Member of the Atlanta City Council District 10
- In office 1974 – August 1990
- Preceded by: Position established
- Succeeded by: C. T. Martin

Member of the Atlanta Board of Aldermen 7th Ward, Position 2
- In office 1970–1974
- Succeeded by: Position abolished

Personal details
- Born: Ira L. Jackson 1929
- Died: February 24, 2024 (aged 94–95)
- Education: Clark College (1957)

= Ira L. Jackson =

American politician

Ira L. Jackson (1929 February 24, 2024) was an American politician who served on the Atlanta City Council and as the commissioner of Hartsfield Atlanta International Airport. Jackson was once known as one of Atlanta's most powerful figures before his conviction in a bribery scandal in 1994.

Ira L. Jackson was born to Willie and Annie Jackson. Jackson graduated from Clark College in 1957, where he met his future wife, Annie Fair Shumate. They were married for over 30 years. Jackson was a member of Alpha Phi Alpha during college.

During the 1960s, he owned a string of small businesses, including a grocery store and a Pure Oil dealership that became the largest in Georgia.

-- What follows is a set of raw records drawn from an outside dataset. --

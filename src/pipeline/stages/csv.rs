use crate::error::ConduitResult;
use crate::pipeline::{FeedReader, FeedWriter, Sink, Source};
use csv::{ReaderBuilder, WriterBuilder};
use std::io::{Read, Write};

/// Source emitting one CSV record per item, as its list of fields
///
/// Every line is a record; a header line is not treated specially. All
/// records must have the same number of fields, otherwise the source stops
/// with [`ConduitError::Csv`](crate::error::ConduitError::Csv).
pub struct CsvReader<R> {
    reader: csv::Reader<R>,
}

impl<R: Read + Send> CsvReader<R> {
    pub fn new(reader: R) -> Self {
        Self::from_builder(ReaderBuilder::new().has_headers(false), reader)
    }

    /// Use a preconfigured builder, e.g. for another delimiter
    pub fn from_builder(builder: &ReaderBuilder, reader: R) -> Self {
        Self {
            reader: builder.from_reader(reader),
        }
    }
}

impl<R: Read + Send> Source<Vec<String>> for CsvReader<R> {
    fn produce(&mut self, output: &FeedWriter<Vec<String>>) -> ConduitResult<()> {
        for record in self.reader.records() {
            let record = record?;
            output.emit(record.iter().map(str::to_string).collect())?;
        }
        tracing::debug!("CSV input exhausted after {} record(s)", output.emitted());
        Ok(())
    }

    fn name(&self) -> &str {
        "csv-reader"
    }
}

/// Sink writing every item as one CSV record
pub struct CsvWriter<W: Write> {
    writer: csv::Writer<W>,
}

impl<W: Write + Send> CsvWriter<W> {
    pub fn new(writer: W) -> Self {
        Self::from_builder(&WriterBuilder::new(), writer)
    }

    pub fn from_builder(builder: &WriterBuilder, writer: W) -> Self {
        Self {
            writer: builder.from_writer(writer),
        }
    }
}

impl<W: Write + Send> Sink<Vec<String>> for CsvWriter<W> {
    fn consume(&mut self, input: &FeedReader<Vec<String>>) -> ConduitResult<()> {
        for record in input {
            self.writer.write_record(&record)?;
        }
        self.writer.flush()?;
        Ok(())
    }

    fn name(&self) -> &str {
        "csv-writer"
    }
}

#[cfg(test)]
mod tests {
    use super::*;
    use crate::error::ConduitError;
    use crate::pipeline::stages::{Collector, Identity};
    use crate::pipeline::{feed, Pipeline, StageRole};
    use std::fs::{self, File};
    use std::io::Cursor;
    use tempfile::TempDir;

    fn record(fields: &[&str]) -> Vec<String> {
        fields.iter().map(|f| f.to_string()).collect()
    }

    #[test]
    fn test_reader_emits_records() {
        let (writer, reader) = feed::bounded(8).unwrap();
        let mut source = CsvReader::new(Cursor::new("name,qty\napple,3\n\"pear, green\",5\n"));
        source.produce(&writer).unwrap();
        drop(writer);

        let records: Vec<Vec<String>> = reader.iter().collect();
        assert_eq!(
            records,
            vec![
                record(&["name", "qty"]),
                record(&["apple", "3"]),
                record(&["pear, green", "5"]),
            ]
        );
    }

    #[test]
    fn test_reader_with_custom_delimiter() {
        let (writer, reader) = feed::bounded(8).unwrap();
        let mut builder = ReaderBuilder::new();
        builder.has_headers(false).delimiter(b';');
        let mut source = CsvReader::from_builder(&builder, Cursor::new("a;b\n"));
        source.produce(&writer).unwrap();
        drop(writer);

        assert_eq!(reader.iter().collect::<Vec<_>>(), vec![record(&["a", "b"])]);
    }

    #[test]
    fn test_writer_quotes_when_needed() {
        let (writer, reader) = feed::bounded(8).unwrap();
        writer.emit(record(&["plain", "with,comma"])).unwrap();
        writer.emit(record(&["say \"hi\"", ""])).unwrap();
        drop(writer);

        let mut buf = Vec::new();
        CsvWriter::new(&mut buf).consume(&reader).unwrap();
        assert_eq!(
            String::from_utf8(buf).unwrap(),
            "plain,\"with,comma\"\n\"say \"\"hi\"\"\",\n"
        );
    }

    #[test]
    fn test_round_trip_through_pipeline() {
        let temp_dir = TempDir::new().unwrap();
        let input_path = temp_dir.path().join("input.csv");
        let output_path = temp_dir.path().join("output.csv");
        let content = "city,country\n\"Köln, Altstadt\",DE\n東京,JP\n\"say \"\"hi\"\"\",\n";
        fs::write(&input_path, content).unwrap();

        let mut pipeline = Pipeline::builder("csv-copy")
            .source(CsvReader::new(File::open(&input_path).unwrap()))
            .transform(Identity::new())
            .sink(CsvWriter::new(File::create(&output_path).unwrap()))
            .capacity(2)
            .build()
            .unwrap();

        let report = pipeline.run().unwrap();
        assert_eq!(report.items_delivered(), 4);
        assert_eq!(fs::read_to_string(&output_path).unwrap(), content);
    }

    #[test]
    fn test_malformed_record_is_stage_error() {
        let collector = Collector::new();
        let mut pipeline = Pipeline::builder("csv-broken")
            .source(CsvReader::new(Cursor::new("a,b\nc,d\nlonely\ne,f\n")))
            .sink(collector.clone())
            .build()
            .unwrap();

        let result = pipeline.run();
        assert!(matches!(result, Err(ConduitError::ErrorsOccurred(1))));

        let errors = pipeline.errors();
        assert_eq!(errors.len(), 1);
        assert_eq!(errors[0].role, StageRole::Source);
        assert!(matches!(errors[0].error, ConduitError::Csv(_)));

        // Records before the bad line are still delivered
        assert_eq!(
            collector.items().unwrap(),
            vec![record(&["a", "b"]), record(&["c", "d"])]
        );
    }
}
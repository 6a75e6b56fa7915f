use serde::{Deserialize, Serialize};
use tracing_subscriber::{fmt, prelude::*, EnvFilter};

/// Log level enum for type-safe logging
#[derive(Debug, Clone, Copy, Default, Serialize, Deserialize, PartialEq, Eq, PartialOrd, Ord)]
#[serde(rename_all = "lowercase")]
pub enum LogLevel {
    Debug = 0,
    #[default]
    Info = 1,
    Warn = 2,
    Error = 3,
}

impl LogLevel {
    pub fn as_str(&self) -> &'static str {
        match self {
            LogLevel::Debug => "debug",
            LogLevel::Info => "info",
            LogLevel::Warn => "warn",
            LogLevel::Error => "error",
        }
    }

    pub fn parse(s: &str) -> Option<Self> {
        match s {
            "debug" => Some(LogLevel::Debug),
            "info" => Some(LogLevel::Info),
            "warn" => Some(LogLevel::Warn),
            "error" => Some(LogLevel::Error),
            _ => None,
        }
    }
}

impl From<LogLevel> for tracing::Level {
    fn from(level: LogLevel) -> Self {
        match level {
            LogLevel::Debug => tracing::Level::DEBUG,
            LogLevel::Info => tracing::Level::INFO,
            LogLevel::Warn => tracing::Level::WARN,
            LogLevel::Error => tracing::Level::ERROR,
        }
    }
}

/// Install the global tracing subscriber.
///
/// `RUST_LOG` takes precedence over `level` when it is set. Returns `false`
/// if a subscriber was already installed.
pub fn init(level: LogLevel) -> bool {
    let filter = EnvFilter::try_from_default_env()
        .unwrap_or_else(|_| EnvFilter::default().add_directive(tracing::Level::from(level).into()));

    tracing_subscriber::registry()
        .with(fmt::layer().with_writer(std::io::stderr))
        .with(filter)
        .try_init()
        .is_ok()
}

#[cfg(test)]
mod tests {
    use super::*;

    #[test]
    fn test_level_round_trip() {
        for level in [LogLevel::Debug, LogLevel::Info, LogLevel::Warn, LogLevel::Error] {
            assert_eq!(LogLevel::parse(level.as_str()), Some(level));
        }
        assert_eq!(LogLevel::parse("verbose"), None);
    }

    #[test]
    fn test_level_ordering() {
        assert!(LogLevel::Debug < LogLevel::Info);
        assert!(LogLevel::Warn < LogLevel::Error);
        assert_eq!(LogLevel::default(), LogLevel::Info);
    }

    #[test]
    fn test_level_serde() {
        let json = serde_json::to_string(&LogLevel::Warn).unwrap();
        assert_eq!(json, "\"warn\"");
        let level: LogLevel = serde_json::from_str("\"debug\"").unwrap();
        assert_eq!(level, LogLevel::Debug);
    }

    #[test]
    fn test_tracing_level_conversion() {
        assert_eq!(tracing::Level::from(LogLevel::Error), tracing::Level::ERROR);
    }
}
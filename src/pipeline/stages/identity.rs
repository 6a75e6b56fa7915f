use crate::error::ConduitResult;
use crate::pipeline::{FeedReader, FeedWriter, Transform};

/// Transform that forwards every item unchanged
///
/// Mostly useful for demonstrations and for testing chains of various lengths.
#[derive(Debug, Default, Clone)]
pub struct Identity;

impl Identity {
    pub fn new() -> Self {
        Self
    }
}

impl<T: Send> Transform<T> for Identity {
    fn conduct(&mut self, input: &FeedReader<T>, output: &FeedWriter<T>) -> ConduitResult<()> {
        for item in input {
            output.emit(item)?;
        }
        Ok(())
    }

    fn name(&self) -> &str {
        "identity"
    }
}

#[cfg(test)]
mod tests {
    use super::*;
    use crate::pipeline::feed;

    #[test]
    fn test_identity_forwards_in_order() {
        let (in_writer, in_reader) = feed::bounded(16).unwrap();
        let (out_writer, out_reader) = feed::bounded(16).unwrap();
        for word in ["a", "b", "c"] {
            in_writer.emit(word.to_string()).unwrap();
        }
        drop(in_writer);

        Identity::new().conduct(&in_reader, &out_writer).unwrap();
        drop(out_writer);

        let items: Vec<String> = out_reader.iter().collect();
        assert_eq!(items, vec!["a", "b", "c"]);
    }
}
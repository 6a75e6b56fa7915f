//! Ready-made pipeline stages
//!
//! Sources:
//! 1. Counter - Emit a range of integers
//! 2. Generic - Drain any [`Generator`]
//! 3. ByteReader - Read raw byte chunks from any `Read`
//! 4. CsvReader - Read CSV records from any `Read`
//!
//! Transforms:
//! 1. Identity - Forward items unchanged
//! 2. Map - Apply a function, optionally dropping items
//! 3. Filter - Keep the items a [`Sieve`] accepts
//! 4. Utf8Normalizer - Re-chunk bytes on UTF-8 character boundaries
//!
//! Sinks:
//! 1. Printer - Write items as lines
//! 2. TextPrinter - Write byte chunks as text lines
//! 3. Collector - Keep items in memory
//! 4. CsvWriter - Write items as CSV records

pub mod collect;
pub mod csv;
pub mod filter;
pub mod generic;
pub mod identity;
pub mod map;
pub mod printer;
pub mod reader;
pub mod utf8;

// Re-export stages
pub use collect::Collector;
pub use self::csv::{CsvReader, CsvWriter};
pub use filter::{Filter, Sieve};
pub use generic::{Counter, Generator, Generic};
pub use identity::Identity;
pub use map::Map;
pub use printer::{Printer, TextPrinter};
pub use reader::ByteReader;
pub use utf8::{Utf8Normalizer, REPLACEMENT};
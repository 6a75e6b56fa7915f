use super::core::StageRole;
use crate::error::{ConduitError, ConduitResult};
use chrono::{DateTime, Utc};
use serde::{Serialize, Serializer};
use std::fmt;
use std::sync::Mutex;

/// A stage error captured during a run
#[derive(Debug, Serialize)]
pub struct StageFailure {
    pub timestamp: DateTime<Utc>,
    pub stage: String,
    pub role: StageRole,
    pub position: usize,
    #[serde(serialize_with = "serialize_error")]
    pub error: ConduitError,
}

fn serialize_error<S: Serializer>(error: &ConduitError, serializer: S) -> Result<S::Ok, S::Error> {
    serializer.collect_str(error)
}

impl StageFailure {
    pub fn new(
        stage: impl Into<String>,
        role: StageRole,
        position: usize,
        error: ConduitError,
    ) -> Self {
        Self {
            timestamp: Utc::now(),
            stage: stage.into(),
            role,
            position,
            error,
        }
    }
}

impl fmt::Display for StageFailure {
    fn fmt(&self, f: &mut fmt::Formatter<'_>) -> fmt::Result {
        write!(f, "{} '{}' failed: {}", self.role, self.stage, self.error)
    }
}

/// Append-only error collection shared by the stages of one run
#[derive(Debug, Default)]
pub struct ErrorLog {
    failures: Mutex<Vec<StageFailure>>,
}

impl ErrorLog {
    pub fn new() -> Self {
        Self::default()
    }

    pub fn record(&self, failure: StageFailure) -> ConduitResult<()> {
        self.failures.lock()?.push(failure);
        Ok(())
    }

    /// Consume the log once every writer is done
    pub fn into_failures(self) -> ConduitResult<Vec<StageFailure>> {
        Ok(self.failures.into_inner()?)
    }
}

#[cfg(test)]
mod tests {
    use super::*;
    use std::thread;

    #[test]
    fn test_record_and_consume() {
        let log = ErrorLog::new();

        log.record(StageFailure::new(
            "square",
            StageRole::Transform,
            1,
            "random error".into(),
        ))
        .unwrap();

        let failures = log.into_failures().unwrap();
        assert_eq!(failures.len(), 1);
        assert_eq!(failures[0].stage, "square");
        assert_eq!(failures[0].error.to_string(), "random error");
        assert_eq!(
            failures[0].to_string(),
            "transform 'square' failed: random error"
        );
    }

    #[test]
    fn test_concurrent_writers() {
        let log = ErrorLog::new();
        thread::scope(|s| {
            for position in 0..8 {
                let log = &log;
                s.spawn(move || {
                    log.record(StageFailure::new(
                        format!("stage-{position}"),
                        StageRole::Transform,
                        position,
                        ConduitError::Stage("boom".to_string()),
                    ))
                    .unwrap();
                });
            }
        });
        assert_eq!(log.into_failures().unwrap().len(), 8);
    }

    #[test]
    fn test_failure_serializes_error_message() {
        let failure = StageFailure::new(
            "reader",
            StageRole::Source,
            0,
            ConduitError::Stage("disk gone".to_string()),
        );
        let json = serde_json::to_value(&failure).unwrap();
        assert_eq!(json["stage"], "reader");
        assert_eq!(json["role"], "source");
        assert_eq!(json["error"], "Stage error: disk gone");
    }
}
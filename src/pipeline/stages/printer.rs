use crate::error::ConduitResult;
use crate::pipeline::{FeedReader, Sink};
use std::fmt::Display;
use std::io::Write;

/// Sink writing every item on a line of its own using [`Display`]
pub struct Printer<W> {
    writer: W,
}

impl<W: Write + Send> Printer<W> {
    pub fn new(writer: W) -> Self {
        Self { writer }
    }

    pub fn into_inner(self) -> W {
        self.writer
    }
}

impl<T: Display, W: Write + Send> Sink<T> for Printer<W> {
    fn consume(&mut self, input: &FeedReader<T>) -> ConduitResult<()> {
        for item in input {
            writeln!(self.writer, "{}", item)?;
        }
        self.writer.flush()?;
        Ok(())
    }

    fn name(&self) -> &str {
        "printer"
    }
}

/// Sink writing byte chunks as text, one chunk per line
///
/// Chunks are decoded lossily; put a [`Utf8Normalizer`](super::Utf8Normalizer)
/// in front of it so that characters are not torn apart at chunk edges.
pub struct TextPrinter<W> {
    writer: W,
}

impl<W: Write + Send> TextPrinter<W> {
    pub fn new(writer: W) -> Self {
        Self { writer }
    }

    pub fn into_inner(self) -> W {
        self.writer
    }
}

impl<W: Write + Send> Sink<Vec<u8>> for TextPrinter<W> {
    fn consume(&mut self, input: &FeedReader<Vec<u8>>) -> ConduitResult<()> {
        for chunk in input {
            writeln!(self.writer, "{}", String::from_utf8_lossy(&chunk))?;
        }
        self.writer.flush()?;
        Ok(())
    }

    fn name(&self) -> &str {
        "text-printer"
    }
}
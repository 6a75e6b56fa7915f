use super::core::{RunReport, Sink, Source, StageResult, StageRole, Transform};
use super::error_log::{ErrorLog, StageFailure};
use super::feed;
use crate::config::{PipelineConfig, MAX_CAPACITY};
use crate::error::{ConduitError, ConduitResult};
use std::any::Any;
use std::panic::{self, AssertUnwindSafe};
use std::thread::{self, ScopedJoinHandle};
use std::time::{Duration, Instant};
use uuid::Uuid;

/// Pipeline executor that runs all stages concurrently
///
/// The source and every transform run on their own thread; the sink runs on
/// the thread calling [`Pipeline::run`]. Adjacent stages are connected by
/// bounded feeds of the same capacity.
///
/// # Example
/// ```
/// use conduit::pipeline::Pipeline;
/// use conduit::pipeline::stages::{Collector, Counter, Map};
///
/// let collector = Collector::new();
/// let mut pipeline = Pipeline::builder("squares")
///     .source(Counter::new(0, 10))
///     .transform(Map::new(|x: u64| Ok(Some(x * x))))
///     .sink(collector.clone())
///     .capacity(4)
///     .build()
///     .unwrap();
///
/// pipeline.run().unwrap();
/// assert_eq!(collector.items().unwrap()[3], 9);
/// ```
pub struct Pipeline<T> {
    name: String,
    source: Box<dyn Source<T>>,
    transforms: Vec<Box<dyn Transform<T>>>,
    sink: Box<dyn Sink<T>>,
    capacity: usize,
    errors: Vec<StageFailure>,
    last_report: Option<RunReport>,
}

impl<T: Send + 'static> Pipeline<T> {
    /// Create a new pipeline builder
    pub fn builder(name: impl Into<String>) -> PipelineBuilder<T> {
        PipelineBuilder::new(name)
    }

    /// Create a pipeline from its stages and the capacity of its feeds
    pub fn new(
        source: Box<dyn Source<T>>,
        transforms: Vec<Box<dyn Transform<T>>>,
        sink: Box<dyn Sink<T>>,
        capacity: usize,
    ) -> ConduitResult<Self> {
        PipelineBuilder::new(PipelineConfig::default().name)
            .boxed_source(source)
            .boxed_transforms(transforms)
            .boxed_sink(sink)
            .capacity(capacity)
            .build()
    }

    /// Get the pipeline name
    pub fn name(&self) -> &str {
        &self.name
    }

    pub fn capacity(&self) -> usize {
        self.capacity
    }

    /// Number of stages, source and sink included
    pub fn stage_count(&self) -> usize {
        self.transforms.len() + 2
    }

    /// Errors recorded by the stages of the last run
    pub fn errors(&self) -> &[StageFailure] {
        &self.errors
    }

    /// Report of the last run that got as far as starting its stages
    pub fn last_report(&self) -> Option<&RunReport> {
        self.last_report.as_ref()
    }

    /// Run the pipeline once.
    ///
    /// Returns after every stage has terminated. Stage errors do not stop
    /// the other stages; they are collected in [`Pipeline::errors`] and
    /// reported as [`ConduitError::ErrorsOccurred`]. A feed or thread that
    /// cannot be allocated fails the run with [`ConduitError::Resource`].
    pub fn run(&mut self) -> ConduitResult<RunReport> {
        let run_id = Uuid::new_v4();
        let span = tracing::info_span!("pipeline_run", pipeline = %self.name, %run_id);
        let _enter = span.enter();

        self.errors.clear();
        self.last_report = None;

        tracing::info!(
            "Starting pipeline '{}' with {} stages (capacity {})",
            self.name,
            self.stage_count(),
            self.capacity
        );
        let run_start = Instant::now();

        // Allocate every feed before any stage starts
        let (source_output, mut upstream) = feed::bounded::<T>(self.capacity)?;
        let mut links = Vec::with_capacity(self.transforms.len());
        for _ in 0..self.transforms.len() {
            let (writer, reader) = feed::bounded::<T>(self.capacity)?;
            links.push((upstream, writer));
            upstream = reader;
        }
        let sink_input = upstream;

        let log = ErrorLog::new();
        let sink_position = self.transforms.len() + 1;
        let source = &mut self.source;
        let transforms = &mut self.transforms;
        let sink = &mut self.sink;

        let outcome = thread::scope(|scope| -> ConduitResult<Vec<StageResult>> {
            let log = &log;

            let mut transform_handles = Vec::with_capacity(transforms.len());
            for (index, (transform, (input, output))) in
                transforms.iter_mut().zip(links).enumerate()
            {
                let stage = StageInfo::new(transform.name(), StageRole::Transform, index + 1);
                let handle = thread::Builder::new()
                    .name(format!("conduit-transform-{}", stage.position))
                    .spawn_scoped(scope, {
                        let stage = stage.clone();
                        move || {
                            let start = Instant::now();
                            let outcome = guard(|| transform.conduct(&input, &output));
                            let (received, emitted) = (input.received(), output.emitted());
                            // Downstream terminates no matter how this stage ended
                            drop(output);
                            drop(input);
                            settle(log, &stage, outcome, start.elapsed())
                                .with_counts(received, emitted)
                        }
                    })
                    .map_err(|e| stage.spawn_error(e))?;
                transform_handles.push((stage, handle));
            }

            let source_stage = StageInfo::new(source.name(), StageRole::Source, 0);
            let source_handle = thread::Builder::new()
                .name("conduit-source".to_string())
                .spawn_scoped(scope, {
                    let stage = source_stage.clone();
                    move || {
                        let start = Instant::now();
                        let outcome = guard(|| source.produce(&source_output));
                        let emitted = source_output.emitted();
                        drop(source_output);
                        settle(log, &stage, outcome, start.elapsed()).with_counts(0, emitted)
                    }
                })
                .map_err(|e| source_stage.spawn_error(e))?;

            let sink_stage = StageInfo::new(sink.name(), StageRole::Sink, sink_position);
            let start = Instant::now();
            let outcome = guard(|| sink.consume(&sink_input));
            let received = sink_input.received();
            // Upstream writers must not block on a sink that stopped reading
            drop(sink_input);
            let sink_result =
                settle(log, &sink_stage, outcome, start.elapsed()).with_counts(received, 0);

            let mut results = Vec::with_capacity(transform_handles.len() + 2);
            results.push(join_stage(log, &source_stage, source_handle));
            for (stage, handle) in transform_handles {
                results.push(join_stage(log, &stage, handle));
            }
            results.push(sink_result);
            Ok(results)
        });

        self.errors = log.into_failures()?;
        let stage_results = outcome?;

        let report = RunReport {
            pipeline_name: self.name.clone(),
            run_id,
            stage_results,
            total_duration: run_start.elapsed(),
        };
        self.last_report = Some(report.clone());

        if !self.errors.is_empty() {
            tracing::error!(
                "Pipeline '{}' finished with {} failed stage(s) in {:.2}s",
                self.name,
                self.errors.len(),
                report.total_duration.as_secs_f64()
            );
            return Err(ConduitError::ErrorsOccurred(self.errors.len()));
        }

        tracing::info!(
            "Pipeline '{}' completed successfully in {:.2}s ({} items delivered)",
            self.name,
            report.total_duration.as_secs_f64(),
            report.items_delivered()
        );
        Ok(report)
    }
}

/// Identity of a stage within one run
#[derive(Debug, Clone)]
struct StageInfo {
    name: String,
    role: StageRole,
    position: usize,
}

impl StageInfo {
    fn new(name: &str, role: StageRole, position: usize) -> Self {
        Self {
            name: name.to_string(),
            role,
            position,
        }
    }

    fn spawn_error(&self, err: std::io::Error) -> ConduitError {
        ConduitError::Resource(format!(
            "failed to spawn thread for {} '{}': {}",
            self.role, self.name, err
        ))
    }
}

/// Run a stage body, turning a panic into a stage error
fn guard<F>(body: F) -> ConduitResult<()>
where
    F: FnOnce() -> ConduitResult<()>,
{
    panic::catch_unwind(AssertUnwindSafe(body))
        .unwrap_or_else(|payload| Err(ConduitError::StagePanicked(panic_message(payload))))
}

fn panic_message(payload: Box<dyn Any + Send>) -> String {
    if let Some(s) = payload.downcast_ref::<&str>() {
        s.to_string()
    } else if let Some(s) = payload.downcast_ref::<String>() {
        s.clone()
    } else {
        "unknown panic payload".to_string()
    }
}

/// Log the outcome of a stage and record its error, if any
fn settle(
    log: &ErrorLog,
    stage: &StageInfo,
    outcome: ConduitResult<()>,
    duration: Duration,
) -> StageResult {
    match outcome {
        Ok(()) => {
            tracing::debug!(
                "{} '{}' completed in {:.3}s",
                stage.role,
                stage.name,
                duration.as_secs_f64()
            );
            StageResult::success(&stage.name, stage.role, stage.position, duration)
        }
        // The stage that stopped reading has its own entry
        Err(error) if error.is_feed_closed() => {
            tracing::debug!(
                "{} '{}' stopped: downstream feed closed",
                stage.role,
                stage.name
            );
            StageResult::success(&stage.name, stage.role, stage.position, duration)
        }
        Err(error) => {
            tracing::warn!("{} '{}' failed: {}", stage.role, stage.name, error);
            let message = error.to_string();
            if let Err(e) = log.record(StageFailure::new(
                &stage.name,
                stage.role,
                stage.position,
                error,
            )) {
                tracing::error!("Failed to record failure of '{}': {}", stage.name, e);
            }
            StageResult::failure(&stage.name, stage.role, stage.position, message, duration)
        }
    }
}

fn join_stage(
    log: &ErrorLog,
    stage: &StageInfo,
    handle: ScopedJoinHandle<'_, StageResult>,
) -> StageResult {
    match handle.join() {
        Ok(result) => result,
        Err(payload) => settle(
            log,
            stage,
            Err(ConduitError::StagePanicked(panic_message(payload))),
            Duration::ZERO,
        ),
    }
}

/// Builder for constructing pipelines
pub struct PipelineBuilder<T> {
    name: String,
    source: Option<Box<dyn Source<T>>>,
    transforms: Vec<Box<dyn Transform<T>>>,
    sink: Option<Box<dyn Sink<T>>>,
    capacity: usize,
}

impl<T: Send + 'static> PipelineBuilder<T> {
    /// Create a new pipeline builder
    pub fn new(name: impl Into<String>) -> Self {
        Self {
            name: name.into(),
            source: None,
            transforms: Vec::new(),
            sink: None,
            capacity: PipelineConfig::default().capacity,
        }
    }

    /// Take name and capacity from a configuration
    pub fn config(mut self, config: &PipelineConfig) -> Self {
        self.name = config.name.clone();
        self.capacity = config.capacity;
        self
    }

    pub fn source<S: Source<T> + 'static>(self, source: S) -> Self {
        self.boxed_source(Box::new(source))
    }

    pub fn boxed_source(mut self, source: Box<dyn Source<T>>) -> Self {
        self.source = Some(source);
        self
    }

    /// Append a transform; transforms run in the order they are added
    pub fn transform<C: Transform<T> + 'static>(self, transform: C) -> Self {
        self.boxed_transform(Box::new(transform))
    }

    pub fn boxed_transform(mut self, transform: Box<dyn Transform<T>>) -> Self {
        self.transforms.push(transform);
        self
    }

    pub fn boxed_transforms(
        mut self,
        transforms: impl IntoIterator<Item = Box<dyn Transform<T>>>,
    ) -> Self {
        self.transforms.extend(transforms);
        self
    }

    pub fn sink<K: Sink<T> + 'static>(self, sink: K) -> Self {
        self.boxed_sink(Box::new(sink))
    }

    pub fn boxed_sink(mut self, sink: Box<dyn Sink<T>>) -> Self {
        self.sink = Some(sink);
        self
    }

    pub fn capacity(mut self, capacity: usize) -> Self {
        self.capacity = capacity;
        self
    }

    /// Build the pipeline
    pub fn build(self) -> ConduitResult<Pipeline<T>> {
        let source = self.source.ok_or_else(|| {
            ConduitError::Configuration(format!("pipeline '{}' has no source", self.name))
        })?;
        let sink = self.sink.ok_or_else(|| {
            ConduitError::Configuration(format!("pipeline '{}' has no sink", self.name))
        })?;
        if self.capacity == 0 || self.capacity > MAX_CAPACITY {
            return Err(ConduitError::Configuration(format!(
                "capacity must be between 1 and {}, got {}",
                MAX_CAPACITY, self.capacity
            )));
        }

        Ok(Pipeline {
            name: self.name,
            source,
            transforms: self.transforms,
            sink,
            capacity: self.capacity,
            errors: Vec::new(),
            last_report: None,
        })
    }
}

Jackson served on the Atlanta Board of Aldermen for the 7th Ward, Position 2, from 1970 through 1974; then, the board was renamed to the Atlanta City Council, with Jackson representing District 10 from 1974 through 1990. He resigned from the Atlanta City Council in August 1990 after being picked by Atlanta mayor Maynard Jackson (no relation) to be the city's aviation commissioner; evidence revealed later in court suggested that Jackson had approached the mayor to ask for the job. He resigned as commissioner on March 8, 1992.

In 1987, the Georgia Municipal Association selected Jackson as its president. He also chaired the Atlanta Regional Commission.

Jackson was convicted in federal court in January 1994 on 130 counts of mail fraud, accepting bribes, and tax evasion in a scheme during the 1980s that illegally earned him over $1 million. During the trial, led by prosecutor Sally Yates, Jackson claimed that prosecutors were "out to get all black elected officials". He was sentenced to 31/2 years in prison. The Eleventh Circuit upheld the conviction on appeal.

He was imprisoned at Federal Prison Camp, Montgomery in Montgomery, Alabama, where his Bureau of Prisons register number was 44120-019.

Following his release, Jackson became a reverend of the Episcopal Diocese of Georgia in 2009 at Grace Episcopal Church in Sandersville, Georgia.

Jackson had a son, Ira Jackson Jr.

Jackson died on February 24, 2024 at the age of 94.